Aspen’s Hotel Jerome has seen a number of facelifts in its lifetime. One major refurbishment was nearing completion 25 years ago. The Aspen Times reported:
Dick Butera expects the Hotel Jerome to be partially open by Dec. 16. Reservations for what will be Aspen’s most expensive rooms are now being taken by Aspen Management Company for February.
“Some” of the hotel’s 26 period-decorated rooms on the third and second floors will definitely be ready by Christmas, Butera said last week.
At a rate of $170 or $180 nightly, they will cost $30 to $40 more than Aspen’s current most expensive hotel rooms. But Butera said they will be worth it.
The bedrooms are about 500 square feet, 40 percent larger than most of Aspen’s hotel units, according to Butera.
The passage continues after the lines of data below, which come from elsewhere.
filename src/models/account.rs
use crate::entities::{TransactionKind, bank_transactions};
use chrono::{DateTime, Utc};
use rust_decimal::Decimal;
use serde::{Deserialize, Serialize};
use utoipa::ToSchema;

/// Used for both create and update; account updates are full-row
/// overwrites.
#[derive(Debug, Serialize, Deserialize, ToSchema)]
pub struct AccountRequest {
    #[schema(example = "Downtown Branch")]
    pub branch_office: String,
    #[schema(example = "1023-4456-01")]
    pub account_number: String,
    #[schema(example = "Jane Holloway")]
    pub holder_name: String,
    #[schema(example = "12 Elm Street")]
    pub address: String,
}

#[derive(Debug, Serialize, Deserialize, ToSchema)]
pub struct AccountResponse {
    pub id: i64,
    pub branch_office: String,
    pub account_number: String,
    pub holder_name: String,
    pub address: String,
    /// Derived on every read, never stored.
    pub balance: Decimal,
}

#[derive(Debug, Serialize, Deserialize, ToSchema)]
pub struct AccountDetailResponse {
    pub id: i64,
    pub branch_office: String,
    pub account_number: String,
    pub holder_name: String,
    pub address: String,
    pub balance: Decimal,
    pub transactions: Vec<TransactionResponse>,
}

#[derive(Debug, Serialize, Deserialize, ToSchema)]
pub struct CreateTransactionRequest {
    pub kind: TransactionKind,
    #[schema(example = "100.00")]
    pub amount: Decimal,
}

#[derive(Debug, Serialize, Deserialize, ToSchema)]
pub struct TransactionResponse {
    pub id: i64,
    pub account_id: i64,
    pub kind: TransactionKind,
    pub amount: Decimal,
    pub posted_at: DateTime<Utc>,
}

impl From<bank_transactions::Model> for TransactionResponse {
    fn from(tx: bank_transactions::Model) -> Self {
        Self {
            id: tx.id,
            account_id: tx.account_id,
            kind: tx.kind,
            amount: tx.amount,
            posted_at: tx.posted_at,
        }
    }
}
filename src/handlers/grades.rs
use actix_web::{HttpMessage, HttpRequest, HttpResponse, ResponseError, Result, web};

use crate::error::AppError;
use crate::middlewares::CurrentUser;
use crate::models::*;
use crate::services::GradeService;

fn current_user(req: &HttpRequest) -> Result<CurrentUser, AppError> {
    req.extensions()
        .get::<CurrentUser>()
        .copied()
        .ok_or_else(|| AppError::AuthError("Authentication required".to_string()))
}

#[utoipa::path(
    get,
    path = "/grades",
    tag = "grades",
    security(("bearer_auth" = [])),
    responses(
        (status = 200, description = "Own grades for students, authored grades for instructors", body = [GradeResponse]),
        (status = 401, description = "Not authenticated")
    )
)]
pub async fn list_grades(
    grade_service: web::Data<GradeService>,
    req: HttpRequest,
) -> Result<HttpResponse> {
    let user = match current_user(&req) {
        Ok(user) => user,
        Err(e) => return Ok(e.error_response()),
    };

    match grade_service.list_grades(user.id, user.role).await {
        Ok(grades) => Ok(HttpResponse::Ok().json(ApiResponse::success(grades))),
        Err(e) => Ok(e.error_response()),
    }
}

#[utoipa::path(
    get,
    path = "/grades/{id}",
    tag = "grades",
    security(("bearer_auth" = [])),
    params(("id" = i64, Path, description = "Grade id")),
    responses(
        (status = 200, description = "Grade detail", body = GradeResponse),
        (status = 401, description = "Not authenticated"),
        (status = 404, description = "Grade not found or not visible to the caller")
    )
)]
pub async fn get_grade(
    grade_service: web::Data<GradeService>,
    req: HttpRequest,
    path: web::Path<i64>,
) -> Result<HttpResponse> {
    let user = match current_user(&req) {
        Ok(user) => user,
        Err(e) => return Ok(e.error_response()),
    };

    match grade_service
        .get_grade(user.id, user.role, path.into_inner())
        .await
    {
        Ok(grade) => Ok(HttpResponse::Ok().json(ApiResponse::success(grade))),
        Err(e) => Ok(e.error_response()),
    }
}

#[utoipa::path(
    post,
    path = "/grades",
    tag = "grades",
    security(("bearer_auth" = [])),
    request_body = CreateGradeRequest,
    responses(
        (status = 200, description = "Grade created", body = GradeResponse),
        (status = 400, description = "Grade out of range or target not a student"),
        (status = 403, description = "Caller is not an instructor"),
        (status = 404, description = "Student not found")
    )
)]
pub async fn create_grade(
    grade_service: web::Data<GradeService>,
    req: HttpRequest,
    request: web::Json<CreateGradeRequest>,
) -> Result<HttpResponse> {
    let user = match current_user(&req) {
        Ok(user) => user,
        Err(e) => return Ok(e.error_response()),
    };

    match grade_service
        .create_grade(user.id, user.role, request.into_inner())
        .await
    {
        Ok(grade) => Ok(HttpResponse::Ok().json(ApiResponse::success(grade))),
        Err(e) => Ok(e.error_response()),
    }
}

#[utoipa::path(
    put,
    path = "/grades/{id}",
    tag = "grades",
    security(("bearer_auth" = [])),
    params(("id" = i64, Path, description = "Grade id")),
    request_body = UpdateGradeRequest,
    responses(
        (status = 200, description = "Grade updated", body = GradeResponse),
        (status = 403, description = "Not the instructor who entered it"),
        (status = 404, description = "Grade not found")
    )
)]
pub async fn update_grade(
    grade_service: web::Data<GradeService>,
    req: HttpRequest,
    path: web::Path<i64>,
    request: web::Json<UpdateGradeRequest>,
) -> Result<HttpResponse> {
    let user = match current_user(&req) {
        Ok(user) => user,
        Err(e) => return Ok(e.error_response()),
    };

    match grade_service
        .update_grade(user.id, user.role, path.into_inner(), request.into_inner())
        .await
    {
        Ok(grade) => Ok(HttpResponse::Ok().json(ApiResponse::success(grade))),
        Err(e) => Ok(e.error_response()),
    }
}

#[utoipa::path(
    delete,
    path = "/grades/{id}",
    tag = "grades",
    security(("bearer_auth" = [])),
    params(("id" = i64, Path, description = "Grade id")),
    responses(
        (status = 200, description = "Grade deleted"),
        (status = 403, description = "Not the instructor who entered it"),
        (status = 404, description = "Grade not found")
    )
)]
pub async fn delete_grade(
    grade_service: web::Data<GradeService>,
    req: HttpRequest,
    path: web::Path<i64>,
) -> Result<HttpResponse> {
    let user = match current_user(&req) {
        Ok(user) => user,
        Err(e) => return Ok(e.error_response()),
    };

    match grade_service
        .delete_grade(user.id, user.role, path.into_inner())
        .await
    {
        Ok(()) => Ok(HttpResponse::Ok().json(ApiResponse::message("Grade deleted"))),
        Err(e) => Ok(e.error_response()),
    }
}

#[utoipa::path(
    get,
    path = "/grades/students",
    tag = "grades",
    security(("bearer_auth" = [])),
    responses(
        (status = 200, description = "Directory of student accounts", body = [StudentAccountResponse]),
        (status = 403, description = "Caller is not an instructor")
    )
)]
pub async fn list_student_accounts(
    grade_service: web::Data<GradeService>,
    req: HttpRequest,
) -> Result<HttpResponse> {
    let user = match current_user(&req) {
        Ok(user) => user,
        Err(e) => return Ok(e.error_response()),
    };

    match grade_service.list_students(user.role).await {
        Ok(students) => Ok(HttpResponse::Ok().json(ApiResponse::success(students))),
        Err(e) => Ok(e.error_response()),
    }
}

pub fn grade_config(cfg: &mut web::ServiceConfig) {
    // Literal segment before /{id} so "students" is not parsed as an id
    cfg.service(
        web::scope("/grades")
            .route("/students", web::get().to(list_student_accounts))
            .route("", web::get().to(list_grades))
            .route("", web::post().to(create_grade))
            .route("/{id}", web::get().to(get_grade))
            .route("/{id}", web::put().to(update_grade))
            .route("/{id}", web::delete().to(delete_grade)),
    );
}
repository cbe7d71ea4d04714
pub mod connection;

pub use connection::{DbPool, create_pool, run_migrations};
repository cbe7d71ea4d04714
use serde::{Deserialize, Serialize};
use utoipa::ToSchema;

#[derive(Debug, Clone, Default, Deserialize, Serialize, ToSchema)]
pub struct PaginationParams {
    pub page: Option<u64>,
    pub per_page: Option<u64>,
}

impl PaginationParams {
    pub fn get_page(&self) -> u64 {
        self.page.unwrap_or(1).max(1)
    }

    pub fn get_per_page(&self) -> u64 {
        self.per_page.unwrap_or(20).clamp(1, 100)
    }

    pub fn get_offset(&self) -> u64 {
        (self.get_page() - 1) * self.get_per_page()
    }
}

#[derive(Debug, Clone, Serialize, Deserialize, ToSchema)]
pub struct PaginationInfo {
    pub current_page: u64,
    pub per_page: u64,
    pub total: u64,
    pub total_pages: u64,
}

#[derive(Debug, Clone, Serialize, ToSchema)]
pub struct PaginatedResponse<T> {
    pub items: Vec<T>,
    pub pagination: PaginationInfo,
}

impl<T> PaginatedResponse<T> {
    pub fn new(items: Vec<T>, page: u64, per_page: u64, total: u64) -> Self {
        let total_pages = total.div_ceil(per_page);
        Self {
            items,
            pagination: PaginationInfo {
                current_page: page,
                per_page,
                total,
                total_pages,
            },
        }
    }
}

#[cfg(test)]
mod tests {
    use super::*;

    #[test]
    fn test_defaults_and_clamping() {
        let p = PaginationParams::default();
        assert_eq!(p.get_page(), 1);
        assert_eq!(p.get_per_page(), 20);
        assert_eq!(p.get_offset(), 0);

        let p = PaginationParams {
            page: Some(0),
            per_page: Some(1000),
        };
        assert_eq!(p.get_page(), 1);
        assert_eq!(p.get_per_page(), 100);

        let p = PaginationParams {
            page: Some(3),
            per_page: Some(10),
        };
        assert_eq!(p.get_offset(), 20);
    }

    #[test]
    fn test_total_pages() {
        let r: PaginatedResponse<i32> = PaginatedResponse::new(vec![], 1, 10, 21);
        assert_eq!(r.pagination.total_pages, 3);
        let r: PaginatedResponse<i32> = PaginatedResponse::new(vec![], 1, 10, 20);
        assert_eq!(r.pagination.total_pages, 2);
    }
}
pub mod academic;
pub mod account;
pub mod article;
pub mod cart;
pub mod common;
pub mod grade;
pub mod order;
pub mod pagination;
pub mod product;
pub mod registration;
pub mod user;

pub use academic::*;
pub use account::*;
pub use article::*;
pub use cart::*;
pub use common::*;
pub use grade::*;
pub use order::*;
pub use pagination::*;
pub use product::*;
pub use registration::*;
pub use user::*;
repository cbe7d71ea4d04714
use chrono::{DateTime, Utc};
use sea_orm::entity::prelude::*;
use sea_orm::{DeriveActiveEnum, EnumIter};
use serde::{Deserialize, Serialize};
use utoipa::ToSchema;

/// Signed kind of a ledger entry. Credits add to the balance, debits
/// subtract from it.
#[derive(
    Debug, Clone, Copy, Serialize, Deserialize, PartialEq, Eq, ToSchema, DeriveActiveEnum, EnumIter,
)]
#[sea_orm(rs_type = "String", db_type = "String(None)")]
#[serde(rename_all = "UPPERCASE")]
pub enum TransactionKind {
    #[sea_orm(string_value = "CREDIT")]
    Credit,
    #[sea_orm(string_value = "DEBIT")]
    Debit,
}

impl std::fmt::Display for TransactionKind {
    fn fmt(&self, f: &mut std::fmt::Formatter<'_>) -> std::fmt::Result {
        match self {
            TransactionKind::Credit => write!(f, "CREDIT"),
            TransactionKind::Debit => write!(f, "DEBIT"),
        }
    }
}

#[derive(Clone, Debug, PartialEq, DeriveEntityModel, Serialize, Deserialize)]
#[sea_orm(table_name = "bank_transactions")]
pub struct Model {
    #[sea_orm(primary_key)]
    pub id: i64,
    pub account_id: i64,
    pub kind: TransactionKind,
    pub amount: Decimal,
    pub posted_at: DateTime<Utc>,
}

#[derive(Copy, Clone, Debug, EnumIter, DeriveRelation)]
pub enum Relation {
    #[sea_orm(
        belongs_to = "super::accounts::Entity",
        from = "Column::AccountId",
        to = "super::accounts::Column::Id",
        on_update = "NoAction",
        on_delete = "Cascade"
    )]
    Account,
}

impl Related<super::accounts::Entity> for Entity {
    fn to() -> RelationDef {
        Relation::Account.def()
    }
}

impl ActiveModelBehavior for ActiveModel {}
use sea_orm::entity::prelude::*;
use serde::{Deserialize, Serialize};

/// Immutable snapshot of a cart line at checkout time. Product name and
/// price are copied so later product edits cannot rewrite order history.
#[derive(Clone, Debug, PartialEq, Eq, DeriveEntityModel, Serialize, Deserialize)]
#[sea_orm(table_name = "order_items")]
pub struct Model {
    #[sea_orm(primary_key)]
    pub id: i64,
    pub order_id: i64,
    pub product_name: String,
    pub product_price: Decimal,
    pub quantity: i32,
}

#[derive(Copy, Clone, Debug, EnumIter, DeriveRelation)]
pub enum Relation {
    #[sea_orm(
        belongs_to = "super::orders::Entity",
        from = "Column::OrderId",
        to = "super::orders::Column::Id",
        on_update = "NoAction",
        on_delete = "Cascade"
    )]
    Order,
}

impl Related<super::orders::Entity> for Entity {
    fn to() -> RelationDef {
        Relation::Order.def()
    }
}

impl ActiveModelBehavior for ActiveModel {}
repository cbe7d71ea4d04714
pub mod auth;
pub mod cors;

pub use auth::{AuthMiddleware, CurrentUser};
pub use cors::create_cors;
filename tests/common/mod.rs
use campus_backend::database::run_migrations;
use sea_orm::{ConnectOptions, Database, DatabaseConnection};

/// Fresh in-memory database with the full schema applied. A single
/// connection keeps every query on the same memory file.
pub async fn setup() -> DatabaseConnection {
    let mut options = ConnectOptions::new("sqlite::memory:".to_string());
    options.max_connections(1);

    let pool = Database::connect(options)
        .await
        .expect("failed to open in-memory database");
    run_migrations(&pool).await.expect("migrations failed");
    pool
}
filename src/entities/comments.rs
use chrono::{DateTime, Utc};
use sea_orm::entity::prelude::*;
use serde::{Deserialize, Serialize};

#[derive(Clone, Debug, PartialEq, Eq, DeriveEntityModel, Serialize, Deserialize)]
#[sea_orm(table_name = "comments")]
pub struct Model {
    #[sea_orm(primary_key)]
    pub id: i64,
    pub article_id: i64,
    pub author_name: String,
    #[sea_orm(column_type = "Text")]
    pub body: String,
    pub posted_at: DateTime<Utc>,
}

#[derive(Copy, Clone, Debug, EnumIter, DeriveRelation)]
pub enum Relation {
    #[sea_orm(
        belongs_to = "super::articles::Entity",
        from = "Column::ArticleId",
        to = "super::articles::Column::Id",
        on_update = "NoAction",
        on_delete = "Cascade"
    )]
    Article,
}

impl Related<super::articles::Entity> for Entity {
    fn to() -> RelationDef {
        Relation::Article.def()
    }
}

impl ActiveModelBehavior for ActiveModel {}
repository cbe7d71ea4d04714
mod common;

use campus_backend::error::AppError;
use campus_backend::models::*;
use campus_backend::services::NewsService;
use chrono::NaiveDate;

fn article_request(title: &str, day: u32) -> ArticleRequest {
    ArticleRequest {
        title: title.to_string(),
        published_on: NaiveDate::from_ymd_opt(2025, 9, day).unwrap(),
        body: "Body text".to_string(),
    }
}

#[tokio::test]
async fn articles_list_newest_first_with_title_filter() {
    let pool = common::setup().await;
    let service = NewsService::new(pool);

    service
        .create_article(article_request("Campus fair opens", 1))
        .await
        .unwrap();
    service
        .create_article(article_request("Library hours change", 5))
        .await
        .unwrap();
    service
        .create_article(article_request("Campus fair closes", 9))
        .await
        .unwrap();

    let all = service
        .list_articles(&ArticleQuery::default())
        .await
        .unwrap();
    assert_eq!(all.items.len(), 3);
    assert_eq!(all.items[0].title, "Campus fair closes");
    assert_eq!(all.pagination.total, 3);

    let filtered = service
        .list_articles(&ArticleQuery {
            title: Some("fair".to_string()),
            ..Default::default()
        })
        .await
        .unwrap();
    assert_eq!(filtered.items.len(), 2);
}

#[tokio::test]
async fn comments_belong_to_an_existing_article() {
    let pool = common::setup().await;
    let service = NewsService::new(pool);

    let article = service
        .create_article(article_request("Campus fair opens", 1))
        .await
        .unwrap();

    let err = service
        .create_comment(CommentRequest {
            article_id: 9999,
            author_name: "Rina".to_string(),
            body: "First!".to_string(),
        })
        .await
        .unwrap_err();
    assert!(matches!(err, AppError::NotFound(_)));

    let err = service
        .create_comment(CommentRequest {
            article_id: article.id,
            author_name: "Rina".to_string(),
            body: "   ".to_string(),
        })
        .await
        .unwrap_err();
    assert!(matches!(err, AppError::ValidationError(_)));

    service
        .create_comment(CommentRequest {
            article_id: article.id,
            author_name: "Rina".to_string(),
            body: "Looking forward to it".to_string(),
        })
        .await
        .unwrap();

    let detail = service.get_article(article.id).await.unwrap();
    assert_eq!(detail.comments.len(), 1);
    assert_eq!(detail.comments[0].author_name, "Rina");
}

#[tokio::test]
async fn deleting_an_article_removes_its_comments() {
    let pool = common::setup().await;
    let service = NewsService::new(pool);

    let article = service
        .create_article(article_request("Campus fair opens", 1))
        .await
        .unwrap();
    service
        .create_comment(CommentRequest {
            article_id: article.id,
            author_name: "Rina".to_string(),
            body: "Nice".to_string(),
        })
        .await
        .unwrap();

    service.delete_article(article.id).await.unwrap();

    let orphans = service
        .list_comments(&CommentQuery {
            article_id: Some(article.id),
        })
        .await
        .unwrap();
    assert!(orphans.is_empty());
}

#[tokio::test]
async fn a_comment_can_be_edited_but_not_blanked() {
    let pool = common::setup().await;
    let service = NewsService::new(pool);

    let article = service
        .create_article(article_request("Campus fair opens", 1))
        .await
        .unwrap();
    let comment = service
        .create_comment(CommentRequest {
            article_id: article.id,
            author_name: "Rina".to_string(),
            body: "See you there".to_string(),
        })
        .await
        .unwrap();

    let fetched = service.get_comment(comment.id).await.unwrap();
    assert_eq!(fetched.body, "See you there");

    let updated = service
        .update_comment(
            comment.id,
            CommentRequest {
                article_id: article.id,
                author_name: "Rina".to_string(),
                body: "See you there at noon".to_string(),
            },
        )
        .await
        .unwrap();
    assert_eq!(updated.id, comment.id);
    assert_eq!(updated.body, "See you there at noon");

    let err = service
        .update_comment(
            comment.id,
            CommentRequest {
                article_id: article.id,
                author_name: "Rina".to_string(),
                body: "   ".to_string(),
            },
        )
        .await
        .unwrap_err();
    assert!(matches!(err, AppError::ValidationError(_)));

    let err = service
        .update_comment(
            comment.id,
            CommentRequest {
                article_id: 9999,
                author_name: "Rina".to_string(),
                body: "Moved".to_string(),
            },
        )
        .await
        .unwrap_err();
    assert!(matches!(err, AppError::NotFound(_)));

    let err = service.get_comment(9999).await.unwrap_err();
    assert!(matches!(err, AppError::NotFound(_)));
}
Decorated with authentic antiques or reproductions of the Eastlake Victorian era, the bedrooms will each contain two-line phones, his-and-her closets, fireplaces (non-functional), down comforters on poster beds, and bathrooms of imported marble from Italy.
The Jerome Bar, the Jerome Tea Room and the lobby will definitely open on schedule, but Butera’s not so sure about the informal dining room or the number of bedrooms that will be ready.
A labor crew of 105 is rushing to open the historic Jerome for the approaching season. Original plans called for only 60 men.